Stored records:

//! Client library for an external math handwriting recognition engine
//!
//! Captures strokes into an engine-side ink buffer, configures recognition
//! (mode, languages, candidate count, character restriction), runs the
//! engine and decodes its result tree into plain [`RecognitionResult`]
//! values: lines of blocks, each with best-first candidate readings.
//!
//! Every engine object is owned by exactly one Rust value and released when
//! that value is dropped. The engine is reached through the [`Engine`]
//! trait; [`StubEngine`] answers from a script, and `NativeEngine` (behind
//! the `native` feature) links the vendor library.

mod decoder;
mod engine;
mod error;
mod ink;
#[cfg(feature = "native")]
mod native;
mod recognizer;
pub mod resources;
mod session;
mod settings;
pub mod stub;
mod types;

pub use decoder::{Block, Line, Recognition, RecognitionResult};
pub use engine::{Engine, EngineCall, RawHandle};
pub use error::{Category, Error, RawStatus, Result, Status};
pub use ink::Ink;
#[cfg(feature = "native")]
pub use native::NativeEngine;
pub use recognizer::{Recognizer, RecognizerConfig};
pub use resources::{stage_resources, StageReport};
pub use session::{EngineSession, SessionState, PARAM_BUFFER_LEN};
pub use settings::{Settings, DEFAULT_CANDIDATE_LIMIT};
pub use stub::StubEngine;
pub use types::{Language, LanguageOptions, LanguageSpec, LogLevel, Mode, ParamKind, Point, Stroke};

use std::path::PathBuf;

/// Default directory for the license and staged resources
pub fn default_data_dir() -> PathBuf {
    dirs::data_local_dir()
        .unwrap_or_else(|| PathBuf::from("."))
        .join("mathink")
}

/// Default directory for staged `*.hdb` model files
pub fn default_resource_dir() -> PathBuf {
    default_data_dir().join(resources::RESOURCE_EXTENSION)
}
...
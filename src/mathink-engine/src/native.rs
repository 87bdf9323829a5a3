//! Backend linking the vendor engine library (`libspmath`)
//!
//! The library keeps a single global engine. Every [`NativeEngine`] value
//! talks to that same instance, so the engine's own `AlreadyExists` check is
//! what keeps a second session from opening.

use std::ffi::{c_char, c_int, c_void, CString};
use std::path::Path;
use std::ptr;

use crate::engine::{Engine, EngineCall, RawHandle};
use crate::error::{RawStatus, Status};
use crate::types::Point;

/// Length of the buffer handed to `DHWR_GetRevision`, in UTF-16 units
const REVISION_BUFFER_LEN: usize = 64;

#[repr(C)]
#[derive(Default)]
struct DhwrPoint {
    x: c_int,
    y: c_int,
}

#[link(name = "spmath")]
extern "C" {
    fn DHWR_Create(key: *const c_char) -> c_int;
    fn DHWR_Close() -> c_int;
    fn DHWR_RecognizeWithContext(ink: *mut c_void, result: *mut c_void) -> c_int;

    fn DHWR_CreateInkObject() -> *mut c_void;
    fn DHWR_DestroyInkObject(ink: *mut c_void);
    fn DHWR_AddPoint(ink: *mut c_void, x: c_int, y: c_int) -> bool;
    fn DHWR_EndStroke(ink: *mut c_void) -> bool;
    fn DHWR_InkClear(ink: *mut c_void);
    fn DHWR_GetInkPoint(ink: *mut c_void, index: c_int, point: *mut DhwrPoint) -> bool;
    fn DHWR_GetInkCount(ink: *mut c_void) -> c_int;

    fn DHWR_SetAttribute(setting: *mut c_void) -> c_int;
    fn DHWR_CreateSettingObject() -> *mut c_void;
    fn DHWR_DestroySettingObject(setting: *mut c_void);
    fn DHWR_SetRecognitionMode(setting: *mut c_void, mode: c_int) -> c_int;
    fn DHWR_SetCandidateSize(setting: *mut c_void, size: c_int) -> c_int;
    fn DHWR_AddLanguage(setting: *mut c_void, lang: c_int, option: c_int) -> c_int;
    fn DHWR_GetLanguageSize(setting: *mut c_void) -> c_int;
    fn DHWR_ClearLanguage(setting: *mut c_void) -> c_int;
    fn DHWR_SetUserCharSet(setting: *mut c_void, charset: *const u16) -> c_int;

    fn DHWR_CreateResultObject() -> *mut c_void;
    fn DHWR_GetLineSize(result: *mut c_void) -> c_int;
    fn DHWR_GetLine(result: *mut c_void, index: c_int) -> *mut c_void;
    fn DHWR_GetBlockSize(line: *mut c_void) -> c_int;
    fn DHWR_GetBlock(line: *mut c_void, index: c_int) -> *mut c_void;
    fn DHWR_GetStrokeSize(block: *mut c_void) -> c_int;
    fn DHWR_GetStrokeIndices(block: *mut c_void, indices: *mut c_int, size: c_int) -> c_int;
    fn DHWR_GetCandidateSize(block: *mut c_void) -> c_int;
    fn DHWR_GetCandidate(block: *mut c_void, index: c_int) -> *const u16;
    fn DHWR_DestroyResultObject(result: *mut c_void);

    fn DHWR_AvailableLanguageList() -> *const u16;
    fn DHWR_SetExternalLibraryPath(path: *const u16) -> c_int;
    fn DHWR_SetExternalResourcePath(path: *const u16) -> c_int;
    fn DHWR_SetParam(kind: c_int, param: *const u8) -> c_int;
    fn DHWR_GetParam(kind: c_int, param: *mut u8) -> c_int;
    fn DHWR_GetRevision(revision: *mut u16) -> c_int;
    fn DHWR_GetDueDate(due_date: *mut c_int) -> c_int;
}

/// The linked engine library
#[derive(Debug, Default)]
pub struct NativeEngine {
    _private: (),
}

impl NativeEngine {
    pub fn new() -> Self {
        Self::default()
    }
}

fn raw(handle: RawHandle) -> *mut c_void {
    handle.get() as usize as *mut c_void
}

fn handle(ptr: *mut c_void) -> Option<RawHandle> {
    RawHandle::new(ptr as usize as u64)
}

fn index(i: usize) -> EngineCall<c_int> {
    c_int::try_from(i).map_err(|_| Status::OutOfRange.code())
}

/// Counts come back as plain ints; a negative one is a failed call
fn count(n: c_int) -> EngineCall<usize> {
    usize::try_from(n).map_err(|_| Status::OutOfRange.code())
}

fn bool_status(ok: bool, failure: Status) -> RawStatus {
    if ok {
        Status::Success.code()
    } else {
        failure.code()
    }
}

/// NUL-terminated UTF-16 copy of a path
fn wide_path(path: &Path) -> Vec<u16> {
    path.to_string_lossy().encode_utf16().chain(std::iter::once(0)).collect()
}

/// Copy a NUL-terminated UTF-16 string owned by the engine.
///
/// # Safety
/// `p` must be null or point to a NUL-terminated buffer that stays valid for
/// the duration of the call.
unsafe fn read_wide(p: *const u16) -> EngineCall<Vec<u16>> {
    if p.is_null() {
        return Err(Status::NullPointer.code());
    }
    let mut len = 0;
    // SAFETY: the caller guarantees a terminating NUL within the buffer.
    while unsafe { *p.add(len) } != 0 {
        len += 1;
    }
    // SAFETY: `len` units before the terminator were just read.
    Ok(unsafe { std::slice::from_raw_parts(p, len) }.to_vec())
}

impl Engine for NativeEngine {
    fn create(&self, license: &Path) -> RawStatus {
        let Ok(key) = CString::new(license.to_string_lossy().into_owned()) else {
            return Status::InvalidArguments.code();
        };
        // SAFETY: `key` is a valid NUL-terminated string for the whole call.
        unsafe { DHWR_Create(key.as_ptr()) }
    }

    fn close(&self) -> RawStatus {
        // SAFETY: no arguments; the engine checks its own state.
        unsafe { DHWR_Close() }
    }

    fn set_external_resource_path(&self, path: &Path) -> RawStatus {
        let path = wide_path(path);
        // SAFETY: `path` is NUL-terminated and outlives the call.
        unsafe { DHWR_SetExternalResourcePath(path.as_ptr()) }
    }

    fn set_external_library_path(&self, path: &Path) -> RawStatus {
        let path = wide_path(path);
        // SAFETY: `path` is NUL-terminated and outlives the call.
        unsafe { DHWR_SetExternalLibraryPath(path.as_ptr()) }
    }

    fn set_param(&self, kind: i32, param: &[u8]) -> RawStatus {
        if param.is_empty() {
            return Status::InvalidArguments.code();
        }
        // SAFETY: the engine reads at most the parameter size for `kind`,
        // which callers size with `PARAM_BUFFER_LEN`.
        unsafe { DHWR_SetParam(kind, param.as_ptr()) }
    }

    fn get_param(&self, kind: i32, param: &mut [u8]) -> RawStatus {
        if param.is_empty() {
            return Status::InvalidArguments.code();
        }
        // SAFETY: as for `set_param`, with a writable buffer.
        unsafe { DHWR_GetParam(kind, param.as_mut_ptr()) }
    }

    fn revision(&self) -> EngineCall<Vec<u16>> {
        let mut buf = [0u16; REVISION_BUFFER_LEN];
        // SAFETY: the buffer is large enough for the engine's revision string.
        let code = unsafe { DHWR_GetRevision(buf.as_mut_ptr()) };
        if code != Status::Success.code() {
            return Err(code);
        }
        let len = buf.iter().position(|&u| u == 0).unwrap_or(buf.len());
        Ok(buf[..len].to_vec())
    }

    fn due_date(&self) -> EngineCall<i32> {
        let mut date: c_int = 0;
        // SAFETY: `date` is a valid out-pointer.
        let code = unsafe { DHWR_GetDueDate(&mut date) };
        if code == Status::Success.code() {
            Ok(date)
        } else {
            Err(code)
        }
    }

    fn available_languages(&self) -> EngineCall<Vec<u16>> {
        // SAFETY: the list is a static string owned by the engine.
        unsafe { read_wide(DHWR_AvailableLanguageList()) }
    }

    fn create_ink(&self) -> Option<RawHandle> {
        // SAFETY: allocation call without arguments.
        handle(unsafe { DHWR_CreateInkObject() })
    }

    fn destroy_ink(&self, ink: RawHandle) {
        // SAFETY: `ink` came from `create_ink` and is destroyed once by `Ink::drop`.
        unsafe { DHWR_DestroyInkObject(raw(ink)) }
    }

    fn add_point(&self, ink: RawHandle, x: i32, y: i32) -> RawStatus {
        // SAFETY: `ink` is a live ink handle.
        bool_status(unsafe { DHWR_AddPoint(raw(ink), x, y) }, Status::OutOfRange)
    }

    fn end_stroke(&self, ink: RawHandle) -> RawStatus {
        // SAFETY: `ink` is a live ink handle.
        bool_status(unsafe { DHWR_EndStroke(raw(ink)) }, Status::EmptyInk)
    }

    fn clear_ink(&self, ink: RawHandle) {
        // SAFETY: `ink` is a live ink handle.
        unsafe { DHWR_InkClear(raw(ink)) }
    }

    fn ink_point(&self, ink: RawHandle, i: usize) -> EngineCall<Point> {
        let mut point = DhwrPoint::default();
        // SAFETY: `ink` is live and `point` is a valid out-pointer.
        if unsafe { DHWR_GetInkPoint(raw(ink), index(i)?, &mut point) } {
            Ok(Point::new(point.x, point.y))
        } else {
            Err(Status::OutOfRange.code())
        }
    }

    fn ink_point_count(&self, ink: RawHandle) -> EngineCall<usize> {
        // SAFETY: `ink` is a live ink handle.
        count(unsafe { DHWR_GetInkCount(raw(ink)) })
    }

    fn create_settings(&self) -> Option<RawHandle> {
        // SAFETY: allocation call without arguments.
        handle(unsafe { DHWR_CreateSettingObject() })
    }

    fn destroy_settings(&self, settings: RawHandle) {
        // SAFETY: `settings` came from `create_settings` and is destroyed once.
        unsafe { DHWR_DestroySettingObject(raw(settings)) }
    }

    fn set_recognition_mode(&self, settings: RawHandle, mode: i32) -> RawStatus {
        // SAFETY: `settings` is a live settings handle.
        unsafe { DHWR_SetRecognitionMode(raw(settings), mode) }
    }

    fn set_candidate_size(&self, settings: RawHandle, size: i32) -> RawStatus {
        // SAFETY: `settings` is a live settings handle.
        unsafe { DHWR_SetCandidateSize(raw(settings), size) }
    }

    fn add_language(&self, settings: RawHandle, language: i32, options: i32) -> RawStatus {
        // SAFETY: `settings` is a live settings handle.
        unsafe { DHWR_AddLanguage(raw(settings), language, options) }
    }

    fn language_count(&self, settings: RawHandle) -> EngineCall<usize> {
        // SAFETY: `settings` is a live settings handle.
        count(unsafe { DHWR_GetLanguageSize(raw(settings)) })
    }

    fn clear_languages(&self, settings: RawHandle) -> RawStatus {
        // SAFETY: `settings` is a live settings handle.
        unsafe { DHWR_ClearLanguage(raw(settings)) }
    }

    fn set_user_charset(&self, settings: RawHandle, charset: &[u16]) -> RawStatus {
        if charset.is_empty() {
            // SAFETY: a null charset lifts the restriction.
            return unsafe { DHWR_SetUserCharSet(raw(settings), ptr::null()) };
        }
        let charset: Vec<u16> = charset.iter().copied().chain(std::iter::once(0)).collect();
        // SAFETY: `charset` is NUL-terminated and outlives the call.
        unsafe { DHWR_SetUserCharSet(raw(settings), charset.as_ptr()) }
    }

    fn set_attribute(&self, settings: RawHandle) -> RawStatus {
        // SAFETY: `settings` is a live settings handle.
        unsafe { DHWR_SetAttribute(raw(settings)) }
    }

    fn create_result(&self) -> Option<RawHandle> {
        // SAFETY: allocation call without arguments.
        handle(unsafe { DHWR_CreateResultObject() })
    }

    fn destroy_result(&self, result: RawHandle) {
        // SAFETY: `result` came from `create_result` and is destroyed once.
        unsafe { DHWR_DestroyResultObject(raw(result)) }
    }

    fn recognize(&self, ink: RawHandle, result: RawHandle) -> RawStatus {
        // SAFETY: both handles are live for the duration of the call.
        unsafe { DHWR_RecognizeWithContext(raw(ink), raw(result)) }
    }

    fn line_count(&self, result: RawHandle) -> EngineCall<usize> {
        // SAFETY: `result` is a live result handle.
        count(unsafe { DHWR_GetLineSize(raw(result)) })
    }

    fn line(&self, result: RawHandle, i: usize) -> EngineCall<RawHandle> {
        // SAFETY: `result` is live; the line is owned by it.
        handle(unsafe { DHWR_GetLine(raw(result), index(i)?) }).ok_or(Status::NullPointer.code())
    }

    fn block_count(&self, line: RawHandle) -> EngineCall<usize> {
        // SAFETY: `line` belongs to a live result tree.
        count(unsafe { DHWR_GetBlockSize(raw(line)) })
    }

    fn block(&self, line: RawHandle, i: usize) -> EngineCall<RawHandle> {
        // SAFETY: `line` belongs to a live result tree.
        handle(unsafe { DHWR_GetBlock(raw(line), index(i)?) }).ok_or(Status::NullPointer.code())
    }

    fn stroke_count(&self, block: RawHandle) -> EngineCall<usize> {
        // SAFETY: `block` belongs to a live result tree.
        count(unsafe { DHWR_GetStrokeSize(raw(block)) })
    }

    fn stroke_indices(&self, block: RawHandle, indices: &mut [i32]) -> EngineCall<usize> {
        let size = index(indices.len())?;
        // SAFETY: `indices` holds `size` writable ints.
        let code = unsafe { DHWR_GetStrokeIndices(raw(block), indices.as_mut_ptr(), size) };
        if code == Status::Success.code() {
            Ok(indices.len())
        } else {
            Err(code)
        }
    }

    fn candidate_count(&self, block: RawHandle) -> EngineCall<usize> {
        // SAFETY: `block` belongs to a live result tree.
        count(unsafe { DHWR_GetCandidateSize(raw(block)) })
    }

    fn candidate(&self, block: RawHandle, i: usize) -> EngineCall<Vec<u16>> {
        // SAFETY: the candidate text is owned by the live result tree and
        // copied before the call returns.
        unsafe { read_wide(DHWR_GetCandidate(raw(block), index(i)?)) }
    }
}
---
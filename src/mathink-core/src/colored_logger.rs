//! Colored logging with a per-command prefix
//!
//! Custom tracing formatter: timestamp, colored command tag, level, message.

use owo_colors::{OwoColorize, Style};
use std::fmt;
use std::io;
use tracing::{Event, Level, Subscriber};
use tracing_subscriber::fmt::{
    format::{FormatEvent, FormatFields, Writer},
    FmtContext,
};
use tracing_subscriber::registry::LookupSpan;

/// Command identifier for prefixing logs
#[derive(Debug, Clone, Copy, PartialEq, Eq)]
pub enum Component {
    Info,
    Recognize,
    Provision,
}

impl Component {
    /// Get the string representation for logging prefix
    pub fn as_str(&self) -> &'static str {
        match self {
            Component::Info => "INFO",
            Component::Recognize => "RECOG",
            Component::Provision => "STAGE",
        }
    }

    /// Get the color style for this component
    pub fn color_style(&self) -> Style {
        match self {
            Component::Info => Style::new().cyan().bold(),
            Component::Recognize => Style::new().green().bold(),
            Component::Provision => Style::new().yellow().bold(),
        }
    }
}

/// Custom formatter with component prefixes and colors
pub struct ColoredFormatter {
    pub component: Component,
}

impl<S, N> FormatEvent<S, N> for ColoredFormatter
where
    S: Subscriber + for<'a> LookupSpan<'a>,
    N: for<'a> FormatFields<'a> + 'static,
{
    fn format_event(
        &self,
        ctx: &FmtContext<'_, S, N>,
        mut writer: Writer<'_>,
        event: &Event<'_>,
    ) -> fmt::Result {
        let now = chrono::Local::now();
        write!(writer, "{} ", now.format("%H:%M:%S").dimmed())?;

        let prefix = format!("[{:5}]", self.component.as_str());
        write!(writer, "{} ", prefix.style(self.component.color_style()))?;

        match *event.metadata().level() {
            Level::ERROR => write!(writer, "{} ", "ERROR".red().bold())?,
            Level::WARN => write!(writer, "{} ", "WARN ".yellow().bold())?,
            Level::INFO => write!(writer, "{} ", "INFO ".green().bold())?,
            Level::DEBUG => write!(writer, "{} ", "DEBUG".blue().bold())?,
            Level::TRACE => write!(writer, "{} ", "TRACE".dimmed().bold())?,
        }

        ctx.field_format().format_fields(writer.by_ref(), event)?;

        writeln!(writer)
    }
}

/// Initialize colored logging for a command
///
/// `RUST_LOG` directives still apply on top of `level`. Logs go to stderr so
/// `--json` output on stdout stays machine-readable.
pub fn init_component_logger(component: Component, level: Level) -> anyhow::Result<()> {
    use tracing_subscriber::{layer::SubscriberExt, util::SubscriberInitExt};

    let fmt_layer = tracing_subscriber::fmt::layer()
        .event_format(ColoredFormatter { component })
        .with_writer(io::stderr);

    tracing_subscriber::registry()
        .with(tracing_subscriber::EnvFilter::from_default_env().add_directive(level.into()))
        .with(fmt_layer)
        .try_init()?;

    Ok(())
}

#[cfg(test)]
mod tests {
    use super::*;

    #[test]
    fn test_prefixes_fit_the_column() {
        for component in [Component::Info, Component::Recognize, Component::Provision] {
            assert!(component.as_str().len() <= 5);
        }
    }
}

*What you should do*.
Working from the entries above, filter out every line that lacks "types" and copy what remains.

*Solution for this exercise*.
mod types;
pub use types::{Language, LanguageOptions, LanguageSpec, LogLevel, Mode, ParamKind, Point, Stroke};
use crate::types::Point;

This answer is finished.